* [Data for this task]
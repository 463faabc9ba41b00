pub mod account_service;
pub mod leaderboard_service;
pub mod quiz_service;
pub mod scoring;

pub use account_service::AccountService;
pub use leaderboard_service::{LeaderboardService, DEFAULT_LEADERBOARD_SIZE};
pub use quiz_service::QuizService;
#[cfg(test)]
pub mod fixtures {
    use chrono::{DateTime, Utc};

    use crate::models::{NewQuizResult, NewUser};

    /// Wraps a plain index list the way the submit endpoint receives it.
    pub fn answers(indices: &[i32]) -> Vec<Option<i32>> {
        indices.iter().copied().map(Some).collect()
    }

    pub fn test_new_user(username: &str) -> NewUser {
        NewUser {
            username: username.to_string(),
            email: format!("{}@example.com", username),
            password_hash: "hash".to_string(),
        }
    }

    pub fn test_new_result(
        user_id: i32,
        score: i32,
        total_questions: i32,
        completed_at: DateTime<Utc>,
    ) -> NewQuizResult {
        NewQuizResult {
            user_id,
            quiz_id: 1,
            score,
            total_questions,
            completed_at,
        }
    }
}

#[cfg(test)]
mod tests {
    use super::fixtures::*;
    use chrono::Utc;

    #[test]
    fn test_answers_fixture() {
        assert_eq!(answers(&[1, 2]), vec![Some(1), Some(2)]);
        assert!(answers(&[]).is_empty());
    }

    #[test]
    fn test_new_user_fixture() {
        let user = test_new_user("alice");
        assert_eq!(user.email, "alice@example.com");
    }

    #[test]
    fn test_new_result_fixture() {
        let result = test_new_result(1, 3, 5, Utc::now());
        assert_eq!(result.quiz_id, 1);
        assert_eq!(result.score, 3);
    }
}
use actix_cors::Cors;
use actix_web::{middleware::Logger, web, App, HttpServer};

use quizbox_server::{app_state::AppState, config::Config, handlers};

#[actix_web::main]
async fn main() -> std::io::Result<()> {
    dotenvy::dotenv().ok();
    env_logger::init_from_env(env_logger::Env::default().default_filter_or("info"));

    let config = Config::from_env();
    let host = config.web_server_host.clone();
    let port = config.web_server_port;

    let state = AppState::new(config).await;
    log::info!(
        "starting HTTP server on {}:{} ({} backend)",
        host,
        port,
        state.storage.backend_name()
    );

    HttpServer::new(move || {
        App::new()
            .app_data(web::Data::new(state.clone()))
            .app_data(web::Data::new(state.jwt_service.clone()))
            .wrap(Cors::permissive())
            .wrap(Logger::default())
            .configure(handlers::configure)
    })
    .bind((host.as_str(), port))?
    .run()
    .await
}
* * *
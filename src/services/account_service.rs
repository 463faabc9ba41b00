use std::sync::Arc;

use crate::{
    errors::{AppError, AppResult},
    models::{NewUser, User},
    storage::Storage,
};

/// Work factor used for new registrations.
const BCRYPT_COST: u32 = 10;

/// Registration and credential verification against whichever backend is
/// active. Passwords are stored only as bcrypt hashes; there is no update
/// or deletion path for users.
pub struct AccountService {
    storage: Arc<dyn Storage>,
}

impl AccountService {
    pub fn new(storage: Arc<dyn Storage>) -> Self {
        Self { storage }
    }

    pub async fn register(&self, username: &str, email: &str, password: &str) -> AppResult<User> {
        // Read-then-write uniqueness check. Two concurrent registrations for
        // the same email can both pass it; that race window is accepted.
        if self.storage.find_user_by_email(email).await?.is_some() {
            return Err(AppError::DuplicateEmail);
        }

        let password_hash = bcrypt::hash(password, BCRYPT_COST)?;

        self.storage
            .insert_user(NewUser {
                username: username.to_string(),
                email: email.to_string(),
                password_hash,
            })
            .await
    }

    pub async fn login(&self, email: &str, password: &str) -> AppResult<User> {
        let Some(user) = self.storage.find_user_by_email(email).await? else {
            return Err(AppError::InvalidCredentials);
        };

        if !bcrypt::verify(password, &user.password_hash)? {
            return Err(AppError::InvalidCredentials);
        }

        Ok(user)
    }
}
---
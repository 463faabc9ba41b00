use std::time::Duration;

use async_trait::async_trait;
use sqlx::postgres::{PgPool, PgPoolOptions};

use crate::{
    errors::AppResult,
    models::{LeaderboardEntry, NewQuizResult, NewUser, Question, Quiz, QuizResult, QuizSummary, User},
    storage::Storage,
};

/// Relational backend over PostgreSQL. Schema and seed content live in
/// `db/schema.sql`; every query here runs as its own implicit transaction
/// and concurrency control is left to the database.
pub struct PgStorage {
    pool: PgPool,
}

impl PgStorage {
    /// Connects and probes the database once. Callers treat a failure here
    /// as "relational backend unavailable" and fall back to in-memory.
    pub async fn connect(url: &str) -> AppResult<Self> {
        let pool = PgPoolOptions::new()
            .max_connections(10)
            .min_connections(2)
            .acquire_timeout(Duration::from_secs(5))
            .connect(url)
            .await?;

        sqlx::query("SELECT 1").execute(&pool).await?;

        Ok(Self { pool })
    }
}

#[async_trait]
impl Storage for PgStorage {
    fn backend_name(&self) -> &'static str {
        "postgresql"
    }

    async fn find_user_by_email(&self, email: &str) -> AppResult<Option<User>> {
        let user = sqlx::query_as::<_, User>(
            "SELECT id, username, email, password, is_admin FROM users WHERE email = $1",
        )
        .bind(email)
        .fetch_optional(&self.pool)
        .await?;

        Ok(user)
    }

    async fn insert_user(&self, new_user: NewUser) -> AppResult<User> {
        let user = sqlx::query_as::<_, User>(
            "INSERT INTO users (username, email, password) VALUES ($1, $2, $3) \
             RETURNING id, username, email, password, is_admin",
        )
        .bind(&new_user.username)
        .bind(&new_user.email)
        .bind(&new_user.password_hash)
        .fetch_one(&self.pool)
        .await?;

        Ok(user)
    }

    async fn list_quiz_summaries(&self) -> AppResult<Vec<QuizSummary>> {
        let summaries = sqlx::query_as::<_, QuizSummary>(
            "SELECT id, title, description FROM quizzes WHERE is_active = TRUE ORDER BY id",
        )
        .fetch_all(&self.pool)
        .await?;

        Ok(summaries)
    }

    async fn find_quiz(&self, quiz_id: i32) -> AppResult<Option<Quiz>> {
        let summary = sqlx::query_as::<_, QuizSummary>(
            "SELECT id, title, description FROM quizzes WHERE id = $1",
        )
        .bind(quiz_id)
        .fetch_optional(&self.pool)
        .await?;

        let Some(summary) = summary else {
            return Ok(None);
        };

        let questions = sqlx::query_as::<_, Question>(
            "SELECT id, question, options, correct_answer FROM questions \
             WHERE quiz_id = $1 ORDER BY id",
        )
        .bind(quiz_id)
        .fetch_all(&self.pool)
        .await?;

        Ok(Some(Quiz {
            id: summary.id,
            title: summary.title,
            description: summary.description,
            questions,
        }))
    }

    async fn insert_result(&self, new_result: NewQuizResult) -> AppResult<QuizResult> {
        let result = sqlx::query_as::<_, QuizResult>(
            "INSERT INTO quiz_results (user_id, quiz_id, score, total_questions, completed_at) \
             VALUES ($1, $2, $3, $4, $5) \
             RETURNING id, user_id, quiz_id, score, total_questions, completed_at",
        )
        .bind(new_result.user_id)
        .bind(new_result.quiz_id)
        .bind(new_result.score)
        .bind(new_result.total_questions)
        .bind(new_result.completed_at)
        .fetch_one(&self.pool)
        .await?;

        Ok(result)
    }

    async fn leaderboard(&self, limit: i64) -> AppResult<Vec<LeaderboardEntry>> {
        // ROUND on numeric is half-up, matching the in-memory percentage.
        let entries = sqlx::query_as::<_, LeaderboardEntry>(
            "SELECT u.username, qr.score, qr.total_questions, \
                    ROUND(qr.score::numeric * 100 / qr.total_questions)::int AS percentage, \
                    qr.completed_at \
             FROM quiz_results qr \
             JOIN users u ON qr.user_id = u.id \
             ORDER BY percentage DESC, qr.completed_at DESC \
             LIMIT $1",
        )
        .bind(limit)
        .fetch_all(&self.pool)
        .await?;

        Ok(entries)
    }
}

* [Exercise description] Report every line containing the word "LeaderboardEntry" from the listing above.

* [Answer]
    models::{LeaderboardEntry, NewQuizResult, NewUser, Question, Quiz, QuizResult, QuizSummary, User},
    async fn leaderboard(&self, limit: i64) -> AppResult<Vec<LeaderboardEntry>> {
        let entries = sqlx::query_as::<_, LeaderboardEntry>(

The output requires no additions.